Task: Among the lines of the records, please find those that contain the word "None" and copy them.

Collected data entries

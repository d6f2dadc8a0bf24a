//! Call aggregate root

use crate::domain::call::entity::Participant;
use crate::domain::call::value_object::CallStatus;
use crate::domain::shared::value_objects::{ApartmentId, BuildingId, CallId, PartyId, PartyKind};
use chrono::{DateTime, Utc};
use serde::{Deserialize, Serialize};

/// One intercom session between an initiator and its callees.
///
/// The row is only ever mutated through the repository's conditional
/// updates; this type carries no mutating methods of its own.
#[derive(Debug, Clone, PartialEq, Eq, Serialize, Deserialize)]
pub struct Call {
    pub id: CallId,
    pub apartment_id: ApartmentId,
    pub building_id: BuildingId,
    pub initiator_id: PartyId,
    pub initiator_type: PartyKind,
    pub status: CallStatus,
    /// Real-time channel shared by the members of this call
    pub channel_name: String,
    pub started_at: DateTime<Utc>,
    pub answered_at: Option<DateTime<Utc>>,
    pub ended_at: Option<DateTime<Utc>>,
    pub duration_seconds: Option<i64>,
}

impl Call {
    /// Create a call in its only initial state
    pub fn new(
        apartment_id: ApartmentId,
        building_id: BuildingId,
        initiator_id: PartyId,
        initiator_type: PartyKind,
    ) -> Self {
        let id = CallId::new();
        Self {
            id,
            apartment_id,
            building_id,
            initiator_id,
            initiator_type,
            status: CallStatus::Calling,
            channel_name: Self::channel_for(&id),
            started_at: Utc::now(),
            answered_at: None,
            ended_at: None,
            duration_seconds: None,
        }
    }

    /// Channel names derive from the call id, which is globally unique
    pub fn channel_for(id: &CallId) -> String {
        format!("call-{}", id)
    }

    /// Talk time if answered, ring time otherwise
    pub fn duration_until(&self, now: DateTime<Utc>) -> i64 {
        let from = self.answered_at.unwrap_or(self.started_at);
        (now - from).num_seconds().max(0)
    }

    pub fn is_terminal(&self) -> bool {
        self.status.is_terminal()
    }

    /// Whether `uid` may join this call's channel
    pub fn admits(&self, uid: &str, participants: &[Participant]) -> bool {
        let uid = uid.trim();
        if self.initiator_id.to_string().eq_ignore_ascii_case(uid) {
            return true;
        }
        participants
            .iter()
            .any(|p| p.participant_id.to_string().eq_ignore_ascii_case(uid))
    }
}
...
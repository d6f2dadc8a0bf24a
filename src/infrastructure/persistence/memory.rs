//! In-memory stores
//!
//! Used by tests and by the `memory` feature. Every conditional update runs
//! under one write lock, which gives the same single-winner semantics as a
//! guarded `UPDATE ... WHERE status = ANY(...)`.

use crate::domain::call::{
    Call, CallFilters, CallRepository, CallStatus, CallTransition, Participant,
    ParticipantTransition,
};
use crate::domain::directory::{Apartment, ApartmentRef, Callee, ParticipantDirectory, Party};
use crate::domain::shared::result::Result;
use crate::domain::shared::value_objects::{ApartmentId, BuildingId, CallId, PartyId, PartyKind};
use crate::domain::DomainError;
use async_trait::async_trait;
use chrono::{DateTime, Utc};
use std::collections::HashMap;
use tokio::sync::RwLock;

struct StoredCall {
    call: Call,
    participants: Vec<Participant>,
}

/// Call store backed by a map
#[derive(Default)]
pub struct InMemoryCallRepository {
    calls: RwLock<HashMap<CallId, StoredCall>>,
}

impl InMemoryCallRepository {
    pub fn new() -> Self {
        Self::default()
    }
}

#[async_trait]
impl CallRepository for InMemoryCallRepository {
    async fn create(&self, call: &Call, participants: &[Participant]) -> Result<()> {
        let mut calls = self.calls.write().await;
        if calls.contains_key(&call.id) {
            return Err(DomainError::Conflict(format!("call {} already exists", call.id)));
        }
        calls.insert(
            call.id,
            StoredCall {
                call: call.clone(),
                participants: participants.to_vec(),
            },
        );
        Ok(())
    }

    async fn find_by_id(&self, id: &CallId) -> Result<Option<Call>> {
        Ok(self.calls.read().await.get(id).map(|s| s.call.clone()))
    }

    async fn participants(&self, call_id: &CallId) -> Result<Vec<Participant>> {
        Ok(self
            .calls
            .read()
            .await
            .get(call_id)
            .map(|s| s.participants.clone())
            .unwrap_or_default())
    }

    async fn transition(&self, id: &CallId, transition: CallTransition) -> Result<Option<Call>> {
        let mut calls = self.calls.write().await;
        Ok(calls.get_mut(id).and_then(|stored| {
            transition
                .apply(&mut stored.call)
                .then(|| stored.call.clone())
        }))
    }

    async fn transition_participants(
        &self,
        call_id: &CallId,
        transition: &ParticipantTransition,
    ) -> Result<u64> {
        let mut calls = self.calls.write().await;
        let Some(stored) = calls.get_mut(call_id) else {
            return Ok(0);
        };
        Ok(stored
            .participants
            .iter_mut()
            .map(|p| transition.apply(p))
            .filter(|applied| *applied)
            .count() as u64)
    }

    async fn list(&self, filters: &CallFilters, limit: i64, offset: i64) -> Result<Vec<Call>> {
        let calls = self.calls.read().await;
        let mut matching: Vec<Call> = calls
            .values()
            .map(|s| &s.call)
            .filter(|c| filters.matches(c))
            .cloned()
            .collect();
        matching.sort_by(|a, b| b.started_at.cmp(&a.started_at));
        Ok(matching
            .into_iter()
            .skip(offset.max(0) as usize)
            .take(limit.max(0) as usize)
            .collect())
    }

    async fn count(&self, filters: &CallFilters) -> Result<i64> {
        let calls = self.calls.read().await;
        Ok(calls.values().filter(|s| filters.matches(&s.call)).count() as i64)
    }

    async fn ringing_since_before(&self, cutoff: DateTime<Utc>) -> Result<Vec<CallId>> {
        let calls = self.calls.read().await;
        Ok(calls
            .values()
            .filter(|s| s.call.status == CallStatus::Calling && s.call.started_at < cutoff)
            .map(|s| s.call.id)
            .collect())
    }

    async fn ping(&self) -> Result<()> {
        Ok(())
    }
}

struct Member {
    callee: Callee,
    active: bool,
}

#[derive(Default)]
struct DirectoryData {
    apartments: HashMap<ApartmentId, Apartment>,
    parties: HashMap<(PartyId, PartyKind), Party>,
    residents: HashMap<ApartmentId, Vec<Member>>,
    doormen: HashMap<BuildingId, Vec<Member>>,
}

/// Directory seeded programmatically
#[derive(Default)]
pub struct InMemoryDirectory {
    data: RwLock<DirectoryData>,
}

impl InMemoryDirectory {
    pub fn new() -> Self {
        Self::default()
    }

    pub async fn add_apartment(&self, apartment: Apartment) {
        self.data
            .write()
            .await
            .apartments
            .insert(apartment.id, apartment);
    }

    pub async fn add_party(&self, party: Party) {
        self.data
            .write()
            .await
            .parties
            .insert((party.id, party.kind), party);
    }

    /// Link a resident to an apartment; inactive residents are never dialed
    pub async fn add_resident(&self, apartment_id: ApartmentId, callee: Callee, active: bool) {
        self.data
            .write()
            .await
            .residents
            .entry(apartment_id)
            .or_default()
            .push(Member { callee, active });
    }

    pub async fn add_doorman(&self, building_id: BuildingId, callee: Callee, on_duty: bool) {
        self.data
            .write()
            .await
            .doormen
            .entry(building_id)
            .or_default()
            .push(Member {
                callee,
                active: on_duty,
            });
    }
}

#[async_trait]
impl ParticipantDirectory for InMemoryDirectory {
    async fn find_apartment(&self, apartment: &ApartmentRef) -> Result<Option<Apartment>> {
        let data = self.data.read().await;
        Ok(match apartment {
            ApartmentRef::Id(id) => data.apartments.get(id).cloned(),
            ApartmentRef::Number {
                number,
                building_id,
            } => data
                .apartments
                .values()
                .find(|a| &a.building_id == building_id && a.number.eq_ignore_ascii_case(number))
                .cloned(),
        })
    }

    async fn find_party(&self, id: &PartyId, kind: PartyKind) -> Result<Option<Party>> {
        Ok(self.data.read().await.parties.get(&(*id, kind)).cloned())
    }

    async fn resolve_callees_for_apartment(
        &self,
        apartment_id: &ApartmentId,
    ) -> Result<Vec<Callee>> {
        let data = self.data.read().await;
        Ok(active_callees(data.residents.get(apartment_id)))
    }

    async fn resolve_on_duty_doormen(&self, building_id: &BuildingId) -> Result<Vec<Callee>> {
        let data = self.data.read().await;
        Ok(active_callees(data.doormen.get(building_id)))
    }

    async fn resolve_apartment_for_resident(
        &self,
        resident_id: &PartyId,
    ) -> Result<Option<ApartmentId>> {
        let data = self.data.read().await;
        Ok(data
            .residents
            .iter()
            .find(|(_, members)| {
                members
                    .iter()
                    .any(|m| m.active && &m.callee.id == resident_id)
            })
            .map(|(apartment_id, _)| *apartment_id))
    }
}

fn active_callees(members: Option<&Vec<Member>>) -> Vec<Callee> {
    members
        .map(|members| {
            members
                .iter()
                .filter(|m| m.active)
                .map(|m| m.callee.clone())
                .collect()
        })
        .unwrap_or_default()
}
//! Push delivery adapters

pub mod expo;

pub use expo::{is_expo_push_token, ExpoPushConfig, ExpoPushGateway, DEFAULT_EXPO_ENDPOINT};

Solution to the problem:
            answered_at: None,
            ended_at: None,
            duration_seconds: None,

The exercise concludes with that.